Der
Pfad des Kriegers
[Inhalt]
[Biographie]
[Credits]
[Über den Film] [Pressematerial]
INHALT
Kurzinhalt
Erste Welt, Du bist die Letzte
Die Geschichte von Michael, dem Ministranten aus Südtirol, der in
Bolivien zu Comandante Miguel wird.
Als angehender Priester will Michael noch friedlich gegen Armut
kämpfen, für die Verzweifelten, für mehr soziale Gerechtigkeit. Doch
mit 29 Jahren geht er in den Untergrund und entführt einen
Industriellen. Bei der Befreiungsaktion erschiesst ihn die Polizei.

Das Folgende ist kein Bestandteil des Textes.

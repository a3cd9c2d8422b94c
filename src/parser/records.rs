// src/parser/records.rs

// --- Imports ---
use serde::{Deserialize, Serialize};

// --- Constants ---
/// Leading lines of the blueprint template (title block and column headings).
/// Their content is never inspected.
pub const DEFAULT_HEADER_LINES: usize = 11;
pub const MIN_ITEM_NUMBER: u32 = 1;
pub const MAX_ITEM_NUMBER: u32 = 30;
/// Lines following the answer key that map onto the metadata fields.
pub const METADATA_FIELD_COUNT: usize = 6;

// --- Data Structures ---
/// One exam item recovered from the blueprint table.
///
/// Field order here is the field order of the JSON output.
#[derive(Debug, Clone, Default, PartialEq, Eq, Serialize, Deserialize)]
pub struct ExamItem {
    pub number: u32,
    pub answer_key: String,
    pub element: String,
    pub sub_element: String,
    pub cognitive_level: String,
    pub context: String,
    pub competency: String,
    pub indicator: String,
}

impl ExamItem {
    fn open(number: u32) -> Self {
        Self {
            number,
            ..Self::default()
        }
    }

    /// Assigns a collected metadata block positionally. Blocks shorter than
    /// `METADATA_FIELD_COUNT` leave every metadata field untouched.
    fn assign_metadata(&mut self, block: Vec<String>) -> bool {
        if block.len() < METADATA_FIELD_COUNT {
            return false;
        }

        let mut entries = block.into_iter();
        for field in [
            &mut self.element,
            &mut self.sub_element,
            &mut self.cognitive_level,
            &mut self.context,
            &mut self.competency,
            &mut self.indicator,
        ] {
            *field = entries.next().unwrap_or_default();
        }
        true
    }

    /// True when all six metadata fields carry text.
    pub fn has_metadata(&self) -> bool {
        [
            &self.element,
            &self.sub_element,
            &self.cognitive_level,
            &self.context,
            &self.competency,
            &self.indicator,
        ]
        .iter()
        .all(|field| !field.is_empty())
    }
}

/// Returns the item number when `line` starts a new record: ASCII digits
/// only, value within `MIN_ITEM_NUMBER..=MAX_ITEM_NUMBER`.
pub fn boundary_number(line: &str) -> Option<u32> {
    if line.is_empty() || !line.bytes().all(|b| b.is_ascii_digit()) {
        return None;
    }
    // Overflow means the value is far outside the item range anyway
    line.parse::<u32>()
        .ok()
        .filter(|number| (MIN_ITEM_NUMBER..=MAX_ITEM_NUMBER).contains(number))
}

// --- Parser ---
/// Regroups a flat line sequence into exam items.
///
/// Single forward pass with an explicit cursor. A boundary line opens an item,
/// the next line is its answer key and up to six further lines form its
/// metadata block. Structural mismatches never fail the pass; they leave
/// fields empty.
#[derive(Debug, Clone, Copy, PartialEq, Eq)]
pub struct RecordParser {
    header_lines: usize,
}

impl RecordParser {
    pub fn new() -> Self {
        Self::with_header_lines(DEFAULT_HEADER_LINES)
    }

    pub fn with_header_lines(header_lines: usize) -> Self {
        Self { header_lines }
    }

    pub fn header_lines(&self) -> usize {
        self.header_lines
    }

    pub fn parse<S: AsRef<str>>(&self, lines: &[S]) -> Vec<ExamItem> {
        let content = lines.get(self.header_lines..).unwrap_or(&[]);
        tracing::debug!(
            "Parsing {} lines after skipping {} header lines",
            content.len(),
            self.header_lines
        );

        let mut items = Vec::new();
        let mut current: Option<ExamItem> = None;
        let mut i = 0;

        while i < content.len() {
            let number = match boundary_number(content[i].as_ref()) {
                Some(number) => number,
                None => {
                    i += 1;
                    continue;
                }
            };

            if let Some(finished) = current.take() {
                items.push(finished);
            }
            let mut item = ExamItem::open(number);
            tracing::trace!("Opened item {} at line {}", number, i + self.header_lines);

            if i + 1 < content.len() {
                item.answer_key = content[i + 1].as_ref().to_string();
                i += 2;

                let mut block = Vec::with_capacity(METADATA_FIELD_COUNT);
                while i < content.len() && boundary_number(content[i].as_ref()).is_none() {
                    block.push(content[i].as_ref().to_string());
                    i += 1;
                    if block.len() >= METADATA_FIELD_COUNT {
                        break;
                    }
                }

                let collected = block.len();
                if !item.assign_metadata(block) {
                    tracing::debug!(
                        "Item {} has {} of {} metadata lines; metadata left empty",
                        number, collected, METADATA_FIELD_COUNT
                    );
                }

                current = Some(item);
                continue;
            }

            // Boundary on the final line: no answer key, no metadata
            current = Some(item);
            i += 1;
        }

        if let Some(finished) = current {
            items.push(finished);
        }

        tracing::debug!("Parsed {} items", items.len());
        items
    }
}

impl Default for RecordParser {
    fn default() -> Self {
        Self::new()
    }
}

1990, im Deutschland der Wendezeit, geht die Todesnachricht unter.
Nach den Ereignissen des 11. September 2001 begibt sich
Grimme-Preisträger Andreas Pichler auf die Spuren
seines Jugendfreundes. Auf die Spur einer Radikalität, die ihm im Laufe
seiner
Recherche immer weniger abwegig erscheint.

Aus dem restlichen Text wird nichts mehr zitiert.